Il est alors essentiel de recevoir et de travailler avec les parents, pour entendre les blessures, les malentendus aux différentes strates de la filiation et de la génération. Aux enfants qui considèrent le pays d’origine comme « leur vrai pays », ces échanges permettent d’atténuer cette nostalgie de l’origine qui peut avoir des retentissements totalitaires.
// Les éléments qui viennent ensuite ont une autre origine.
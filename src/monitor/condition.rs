//! Single-shot completion signal.

use std::sync::Arc;

use tokio::sync::watch;

use crate::error::Error;

/// How a condition was resolved.
#[derive(Debug, Clone)]
pub enum Outcome {
    /// The waited-for work completed.
    Finished,
    /// A fatal error was propagated to the waiter.
    Failed(Arc<Error>),
}

/// A signal that fires at most once.
///
/// The first call to [`Condition::signal`] wins; later calls are ignored
/// and return `false`. Any number of tasks may wait on clones of the same
/// condition.
#[derive(Debug, Clone)]
pub struct Condition {
    slot: Arc<watch::Sender<Option<Outcome>>>,
}

impl Default for Condition {
    fn default() -> Self {
        Self::new()
    }
}

impl Condition {
    pub fn new() -> Self {
        let (tx, _) = watch::channel(None);
        Self { slot: Arc::new(tx) }
    }

    /// Resolve the condition. Returns `true` if this call resolved it.
    pub fn signal(&self, outcome: Outcome) -> bool {
        let mut outcome = Some(outcome);
        self.slot.send_if_modified(|slot| {
            if slot.is_some() {
                return false;
            }
            *slot = outcome.take();
            true
        })
    }

    pub fn finish(&self) -> bool {
        self.signal(Outcome::Finished)
    }

    pub fn fail(&self, error: Arc<Error>) -> bool {
        self.signal(Outcome::Failed(error))
    }

    /// The outcome, if already resolved.
    pub fn outcome(&self) -> Option<Outcome> {
        self.slot.borrow().clone()
    }

    pub fn is_signaled(&self) -> bool {
        self.slot.borrow().is_some()
    }

    /// Wait until the condition is resolved.
    pub async fn wait(&self) -> Outcome {
        let mut rx = self.slot.subscribe();
        loop {
            if let Some(outcome) = rx.borrow_and_update().clone() {
                return outcome;
            }
            if rx.changed().await.is_err() {
                // Unreachable while `self` holds the sender.
                std::future::pending::<()>().await;
            }
        }
    }
}
//! Push notification client (v1)
//!
//! Sends notifications to the push gateway over a persistent HTTP/2
//! connection.
//!
//! # Architecture Overview
//!
//! ```text
//!     Caller                ┌──────────────────────────────────────────────┐
//!     ──────────────────────┼─▶ client ──▶ group ──▶ connection pool       │
//!                           │                          │                   │
//!                           │                          ▼                   │
//!                           │                 connection worker            │
//!                           │           (queue, heartbeat, retries)        │
//!                           │                          │                   │
//!                           │                          ▼                   │      Gateway
//!                           │        protocol session ◀──▶ net (TLS) ──────┼────▶ (HTTP/2)
//!                           │                                              │
//!                           │  config · observability · monitor · threading│
//!                           └──────────────────────────────────────────────┘
//! ```

use std::path::PathBuf;
use std::sync::atomic::{AtomicUsize, Ordering};
use std::sync::Arc;

use clap::{Parser, Subcommand};
use serde_json::{Map, Value};

use push_client::config::load_config;
use push_client::observability::{logging, metrics};
use push_client::{Client, Notification};

#[derive(Parser)]
#[command(name = "push-client")]
#[command(about = "Send push notifications over HTTP/2", long_about = None)]
struct Cli {
    /// Path to the TOML configuration file
    #[arg(short, long, default_value = "push-client.toml")]
    config: PathBuf,

    #[command(subcommand)]
    command: Commands,
}

#[derive(Subcommand)]
enum Commands {
    /// Send an alert to a device
    Send {
        /// Device token
        #[arg(long)]
        token: String,

        /// Alert text
        #[arg(long)]
        alert: String,

        /// Topic, defaults to the configured one
        #[arg(long)]
        topic: Option<String>,

        /// 10 for immediate delivery, 5 to respect power saving
        #[arg(long)]
        priority: Option<u8>,

        /// Number of copies to send
        #[arg(long, default_value_t = 1)]
        count: usize,
    },
}

#[tokio::main]
async fn main() -> Result<(), Box<dyn std::error::Error>> {
    let cli = Cli::parse();
    let config = load_config(&cli.config)?;

    logging::init(&config.observability);
    tracing::info!(config = %cli.config.display(), "push-client v0.1.0 starting");

    if config.observability.metrics_enabled {
        if let Ok(addr) = config.observability.metrics_address.parse() {
            metrics::init_metrics(addr);
        } else {
            tracing::error!(
                metrics_address = %config.observability.metrics_address,
                "Failed to parse metrics address"
            );
        }
    }

    match cli.command {
        Commands::Send {
            token,
            alert,
            topic,
            priority,
            count,
        } => {
            let client = Client::from_config(&config)?;
            let failures = Arc::new(AtomicUsize::new(0));
            let failed = Arc::clone(&failures);

            client
                .with_connection(config.group.timeout(), |group| {
                    for _ in 0..count {
                        let mut payload = Map::new();
                        payload.insert("alert".into(), Value::String(alert.clone()));
                        let mut notification = Notification::new(token.clone()).with_payload(payload);
                        if let Some(topic) = &topic {
                            notification = notification.with_topic(topic.clone());
                        }
                        if let Some(priority) = priority {
                            notification = notification.with_priority(priority);
                        }

                        let failed = Arc::clone(&failed);
                        group.send_notification(&notification, None, move |response, _| {
                            if !response.is_success() {
                                failed.fetch_add(1, Ordering::Relaxed);
                            }
                            println!("{} {}", response.id().unwrap_or("-"), response);
                        })?;
                    }
                    Ok(())
                })
                .await?;

            let failures = failures.load(Ordering::Relaxed);
            tracing::info!(sent = count, failures, "Done");
            if failures > 0 {
                return Err(format!("{failures} of {count} notifications were rejected").into());
            }
        }
    }

    Ok(())
}
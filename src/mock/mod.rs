//! In-process push gateway for exercising code that sends notifications.
//!
//! # Data Flow
//! ```text
//! mock::client(&connector, &config)
//!     → Client over a pool whose connector is a MockConnector
//!     → each connect attempt: tokio::io::duplex pair
//!         → client half returned to the connection worker
//!         → server half served by MockGateway on its own task
//!
//! MockGateway::serve
//!     → SETTINGS (advertised limit), ack, WINDOW_UPDATE, PONG
//!     → request recorded (path, headers, body, response)
//!     → stubbed response, or 200 echoing apns-id
//! ```
//!
//! # Responsibilities
//! - Speak enough HTTP/2 for the client's connection engine (gateway.rs)
//! - Record requests and rebuild them as notifications
//! - Count connect attempts and refuse the first few on request (connector.rs)
//!
//! # Design Decisions
//! - The real connection engine runs unchanged; only the transport is
//!   swapped
//! - Requests carrying `test-close-connection` make the gateway close the
//!   connection instead of answering

pub mod connector;
pub mod gateway;

use std::sync::Arc;

use crate::client::Client;
use crate::config::ConnectionConfig;
use crate::connection::ConnectionPool;
use crate::net::Endpoint;

pub use connector::MockConnector;
pub use gateway::{GatewayOptions, MockGateway, RecordedRequest, CLOSE_CONNECTION_HEADER};

/// Host the mock endpoint claims to be.
pub const MOCK_HOST: &str = "gateway.test";

/// Topic used by [`client`] when a notification names none.
pub const DEFAULT_TOPIC: &str = "com.example.MockApp";

pub fn endpoint() -> Endpoint {
    Endpoint::new(MOCK_HOST, 443, true)
}

/// A single-connection client whose transports come from `connector`.
///
/// Must be called from within a tokio runtime.
pub fn client(connector: &MockConnector, config: &ConnectionConfig) -> Client {
    let pool = ConnectionPool::new(endpoint(), Arc::new(connector.clone()), config, 1);
    Client::new(pool, Some(DEFAULT_TOPIC.to_string()))
}
//! Batches of sends awaited together.

use std::collections::HashMap;
use std::panic::{catch_unwind, AssertUnwindSafe};
use std::sync::atomic::{AtomicBool, Ordering};
use std::sync::Arc;
use std::time::Duration;

use crate::client::notification::Notification;
use crate::client::Client;
use crate::connection::{Context, Delegate, Request, Response};
use crate::error::{Deadline, Error, Result, SubmissionError};
use crate::monitor::{Condition, Outcome, Registration};
use crate::threading::{mailbox, Counter, Mailbox, MailboxSender};

/// Called once with the response to a grouped request.
pub type Callback = Box<dyn FnOnce(Response, Option<Context>) + Send + 'static>;

enum GroupCommand {
    Register { id: String, callback: Callback },
    Forget { id: String },
    Deliver { response: Response, context: Option<Context> },
    Finalize,
    Stop,
}

/// Delegate handed to connections; forwards responses to the group task.
struct GroupDelegate {
    commands: MailboxSender<GroupCommand>,
}

impl Delegate for GroupDelegate {
    fn handle_response(&self, response: Response, context: Option<Context>) {
        if self.commands.send(GroupCommand::Deliver { response, context }).is_err() {
            tracing::debug!("Response arrived after its group was torn down");
        }
    }
}

/// A set of requests whose callbacks run on a dedicated delivery task.
///
/// Callbacks are keyed by correlation id and registered before the request
/// is posted. [`RequestGroup::flush`] waits until every callback has run,
/// the timeout passes, or a connection in the pool fails fatally.
pub struct RequestGroup {
    client: Client,
    commands: MailboxSender<GroupCommand>,
    delegate: Arc<dyn Delegate>,
    pending: Counter,
    finalized: Arc<AtomicBool>,
    done: Condition,
    _registration: Registration,
}

impl RequestGroup {
    pub(crate) fn new(client: Client) -> Self {
        let (commands, inbox) = mailbox();
        let pending = Counter::new();
        let finalized = Arc::new(AtomicBool::new(false));
        let done = Condition::new();
        let registration = client.monitor().register(done.clone());

        tokio::spawn(deliver(
            inbox,
            pending.clone(),
            Arc::clone(&finalized),
            done.clone(),
        ));

        Self {
            client,
            delegate: Arc::new(GroupDelegate {
                commands: commands.clone(),
            }),
            commands,
            pending,
            finalized,
            done,
            _registration: registration,
        }
    }

    /// Post `request` and run `callback` with its response.
    ///
    /// The request must carry a correlation id. Its delegate is replaced
    /// by the group's.
    pub fn send<F>(&self, request: Request, callback: F) -> Result<()>
    where
        F: FnOnce(Response, Option<Context>) + Send + 'static,
    {
        if self.finalized.load(Ordering::SeqCst) {
            return Err(SubmissionError::GroupFinalized.into());
        }
        let Some(id) = request.correlation_id().map(str::to_owned) else {
            return Err(SubmissionError::MissingCorrelationId.into());
        };

        self.pending.increment();
        let registered = self.commands.send(GroupCommand::Register {
            id: id.clone(),
            callback: Box::new(callback),
        });
        if registered.is_err() {
            self.pending.decrement();
            return Err(Error::WorkerStopped);
        }

        let request = request.with_delegate(Arc::clone(&self.delegate));
        if let Err(err) = self.client.post(request) {
            let _ = self.commands.send(GroupCommand::Forget { id });
            return Err(err);
        }
        Ok(())
    }

    /// Format and send `notification` through the group's client.
    pub fn send_notification<F>(
        &self,
        notification: &Notification,
        context: Option<Context>,
        callback: F,
    ) -> Result<()>
    where
        F: FnOnce(Response, Option<Context>) + Send + 'static,
    {
        let mut request = self.client.build_request(notification)?;
        if let Some(context) = context {
            request = request.with_context(context);
        }
        self.send(request, callback)
    }

    /// Callbacks still waiting for a response.
    pub fn pending(&self) -> usize {
        self.pending.value()
    }

    pub fn is_empty(&self) -> bool {
        self.pending.is_zero()
    }

    /// Stop accepting sends and wait for every callback to run.
    ///
    /// Returns immediately when nothing is pending. A connection failure
    /// propagated through the monitor surfaces as [`Error::GroupWait`].
    pub async fn flush(&self, timeout: Duration) -> Result<()> {
        self.finalized.store(true, Ordering::SeqCst);
        if self.pending.is_zero() {
            self.done.finish();
            return Ok(());
        }
        let _ = self.commands.send(GroupCommand::Finalize);

        match tokio::time::timeout(timeout, self.done.wait()).await {
            Ok(Outcome::Finished) => Ok(()),
            Ok(Outcome::Failed(error)) => Err(Error::GroupWait(error)),
            Err(_) => Err(Error::TimedOut {
                deadline: Deadline::Group,
                after: timeout,
            }),
        }
    }
}

impl Drop for RequestGroup {
    fn drop(&mut self) {
        let _ = self.commands.send(GroupCommand::Stop);
    }
}

impl std::fmt::Debug for RequestGroup {
    fn fmt(&self, f: &mut std::fmt::Formatter<'_>) -> std::fmt::Result {
        f.debug_struct("RequestGroup")
            .field("pending", &self.pending.value())
            .field("finalized", &self.finalized.load(Ordering::SeqCst))
            .finish()
    }
}

async fn deliver(
    mut inbox: Mailbox<GroupCommand>,
    pending: Counter,
    finalized: Arc<AtomicBool>,
    done: Condition,
) {
    let mut callbacks: HashMap<String, Callback> = HashMap::new();
    let check_done = || {
        if finalized.load(Ordering::SeqCst) && pending.is_zero() {
            done.finish();
        }
    };

    while let Some(command) = inbox.recv().await {
        match command {
            GroupCommand::Register { id, callback } => {
                if callbacks.insert(id.clone(), callback).is_some() {
                    tracing::warn!(apns_id = %id, "Duplicate id in group, earlier callback replaced");
                    pending.decrement();
                }
            }
            GroupCommand::Forget { id } => {
                callbacks.remove(&id);
                pending.decrement();
                check_done();
            }
            GroupCommand::Deliver { response, context } => {
                let callback = response.id().and_then(|id| callbacks.remove(id));
                match callback {
                    Some(callback) => {
                        let apns_id = response.id().unwrap_or("").to_owned();
                        if catch_unwind(AssertUnwindSafe(|| callback(response, context))).is_err() {
                            tracing::error!(apns_id = %apns_id, "Group callback panicked");
                        }
                        pending.decrement();
                    }
                    None => tracing::warn!(
                        apns_id = response.id().unwrap_or(""),
                        "Response for an id this group did not register"
                    ),
                }
                check_done();
            }
            GroupCommand::Finalize => check_done(),
            GroupCommand::Stop => break,
        }
    }
}
//! Resilience subsystem.
//!
//! # Data Flow
//! ```text
//! Connect attempt fails (DNS, TCP, TLS, handshake timeout)
//!     → backoff.rs (delay for this failure count, or budget spent)
//!     → worker schedules the retry on its own timer
//!     → budget spent: failure escalated to the Monitor
//! ```
//!
//! # Design Decisions
//! - Every external wait has a deadline (connect, handshake, heartbeat)
//! - Retries happen inside the connection worker, never by blocking it
//! - A successful handshake resets the failure count

pub mod backoff;

pub use backoff::RetryPolicy;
A la protection judiciaire de la jeunesse, des éducateurs rencontrent les adolescents qui commettent des délits. Selon eux, les jeunes les plus susceptibles de se laisser embrigader sont souvent ceux dont les parents ne peuvent pas ou plus tenir leur place de parents, d’autorité symbolique. Des parents qui ont été, outre leur histoire singulière, bafoués par la République, laissés pour compte. Ces jeunes en décrochage scolaire, dans une spirale d’échec et de violence adressent à la société un appel. Il s’agit pour les gouvernants et pour la société de les entendre. Il faut un choix résolument politique de la part des gouvernants auprès des Français issus de l’immigration et de leurs enfants maintenus dans un état inacceptable de ségrégation post-coloniale, scolaire, résidentielle, socio-économique. Au lieu de cela, les politiques stigmatisent et évitent soigneusement de penser leur responsabilité.

L’état d’urgence est social et politique. C’est en amont qu’il faut avoir des moyens pour accueillir, écouter et parler avec ces bébés, ces enfants, ces jeunes et leurs familles, qui donnent à voir le malaise qui les habite. Ce travail clinique a des effets politiques sur la société et ses enfants, mais il ne suffit pas. La parole politique officielle est indispensable pour agir au niveau du collectif de la société, pour contenir, soutenir le lien entre les personnes, réparer et remettre en circulation du symbolique.